→ **PROBLEM**: Exactly as they appear, set down all the lines of the material.

::::

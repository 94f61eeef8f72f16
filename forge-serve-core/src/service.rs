//! The git services exposed over the smart protocol.

use std::fmt;
use std::str::FromStr;

/// The error type used by this crate.
#[derive(Debug, thiserror::Error)]
pub enum Error {
    /// A generic I/O error.
    #[error("io error: {0}")]
    Io(#[from] std::io::Error),
    /// The requested service is not one of the smart services.
    #[error("unsupported service '{0}'")]
    UnsupportedService(String),
    /// A `Git-Protocol` header that we refuse to forward to git.
    #[error("invalid git protocol parameter '{0}'")]
    InvalidProtocol(String),
}

/// The kind of server-side service to run.
#[derive(Debug, Clone, Copy, PartialEq, Eq, Hash)]
#[cfg_attr(feature = "serde", derive(serde::Serialize, serde::Deserialize))]
pub enum ServiceKind {
    /// Upload-pack: fetch and clone.
    UploadPack,
    /// Receive-pack: push.
    ReceivePack,
}

impl ServiceKind {
    /// The git subcommand implementing this service, e.g. `receive-pack`.
    pub fn subcommand(self) -> &'static str {
        match self {
            ServiceKind::UploadPack => "upload-pack",
            ServiceKind::ReceivePack => "receive-pack",
        }
    }

    /// The service name as used on the wire, e.g. `git-receive-pack`.
    pub fn name(self) -> &'static str {
        match self {
            ServiceKind::UploadPack => "git-upload-pack",
            ServiceKind::ReceivePack => "git-receive-pack",
        }
    }

    /// Content type of the `info/refs` response.
    pub fn advertisement_content_type(self) -> &'static str {
        match self {
            ServiceKind::UploadPack => "application/x-git-upload-pack-advertisement",
            ServiceKind::ReceivePack => "application/x-git-receive-pack-advertisement",
        }
    }

    /// Content type of the expected request body of the service endpoint.
    pub fn request_content_type(self) -> &'static str {
        match self {
            ServiceKind::UploadPack => "application/x-git-upload-pack-request",
            ServiceKind::ReceivePack => "application/x-git-receive-pack-request",
        }
    }

    /// Content type of the service endpoint response.
    pub fn result_content_type(self) -> &'static str {
        match self {
            ServiceKind::UploadPack => "application/x-git-upload-pack-result",
            ServiceKind::ReceivePack => "application/x-git-receive-pack-result",
        }
    }

    /// Whether the service writes to the repository.
    pub fn is_write(self) -> bool {
        matches!(self, ServiceKind::ReceivePack)
    }
}

impl FromStr for ServiceKind {
    type Err = Error;

    /// Accepts both the wire name (`git-upload-pack`) and the bare subcommand (`upload-pack`).
    fn from_str(s: &str) -> Result<Self, Self::Err> {
        match s.strip_prefix("git-").unwrap_or(s) {
            "upload-pack" => Ok(ServiceKind::UploadPack),
            "receive-pack" => Ok(ServiceKind::ReceivePack),
            _ => Err(Error::UnsupportedService(s.to_owned())),
        }
    }
}

impl fmt::Display for ServiceKind {
    fn fmt(&self, f: &mut fmt::Formatter<'_>) -> fmt::Result {
        f.write_str(self.name())
    }
}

::::

→ **TASK OUTPUT**:
repository 94f61eeef8f72f16
filename forge-serve-core/src/service.rs
//! The git services exposed over the smart protocol.

use std::fmt;
use std::str::FromStr;

/// The error type used by this crate.
#[derive(Debug, thiserror::Error)]
pub enum Error {
    /// A generic I/O error.
    #[error("io error: {0}")]
    Io(#[from] std::io::Error),
    /// The requested service is not one of the smart services.
    #[error("unsupported service '{0}'")]
    UnsupportedService(String),
    /// A `Git-Protocol` header that we refuse to forward to git.
    #[error("invalid git protocol parameter '{0}'")]
    InvalidProtocol(String),
}

/// The kind of server-side service to run.
#[derive(Debug, Clone, Copy, PartialEq, Eq, Hash)]
#[cfg_attr(feature = "serde", derive(serde::Serialize, serde::Deserialize))]
pub enum ServiceKind {
    /// Upload-pack: fetch and clone.
    UploadPack,
    /// Receive-pack: push.
    ReceivePack,
}

impl ServiceKind {
    /// The git subcommand implementing this service, e.g. `receive-pack`.
    pub fn subcommand(self) -> &'static str {
        match self {
            ServiceKind::UploadPack => "upload-pack",
            ServiceKind::ReceivePack => "receive-pack",
        }
    }

    /// The service name as used on the wire, e.g. `git-receive-pack`.
    pub fn name(self) -> &'static str {
        match self {
            ServiceKind::UploadPack => "git-upload-pack",
            ServiceKind::ReceivePack => "git-receive-pack",
        }
    }

    /// Content type of the `info/refs` response.
    pub fn advertisement_content_type(self) -> &'static str {
        match self {
            ServiceKind::UploadPack => "application/x-git-upload-pack-advertisement",
            ServiceKind::ReceivePack => "application/x-git-receive-pack-advertisement",
        }
    }

    /// Content type of the expected request body of the service endpoint.
    pub fn request_content_type(self) -> &'static str {
        match self {
            ServiceKind::UploadPack => "application/x-git-upload-pack-request",
            ServiceKind::ReceivePack => "application/x-git-receive-pack-request",
        }
    }

    /// Content type of the service endpoint response.
    pub fn result_content_type(self) -> &'static str {
        match self {
            ServiceKind::UploadPack => "application/x-git-upload-pack-result",
            ServiceKind::ReceivePack => "application/x-git-receive-pack-result",
        }
    }

    /// Whether the service writes to the repository.
    pub fn is_write(self) -> bool {
        matches!(self, ServiceKind::ReceivePack)
    }
}

impl FromStr for ServiceKind {
    type Err = Error;

    /// Accepts both the wire name (`git-upload-pack`) and the bare subcommand (`upload-pack`).
    fn from_str(s: &str) -> Result<Self, Self::Err> {
        match s.strip_prefix("git-").unwrap_or(s) {
            "upload-pack" => Ok(ServiceKind::UploadPack),
            "receive-pack" => Ok(ServiceKind::ReceivePack),
            _ => Err(Error::UnsupportedService(s.to_owned())),
        }
    }
}

impl fmt::Display for ServiceKind {
    fn fmt(&self, f: &mut fmt::Formatter<'_>) -> fmt::Result {
        f.write_str(self.name())
    }
}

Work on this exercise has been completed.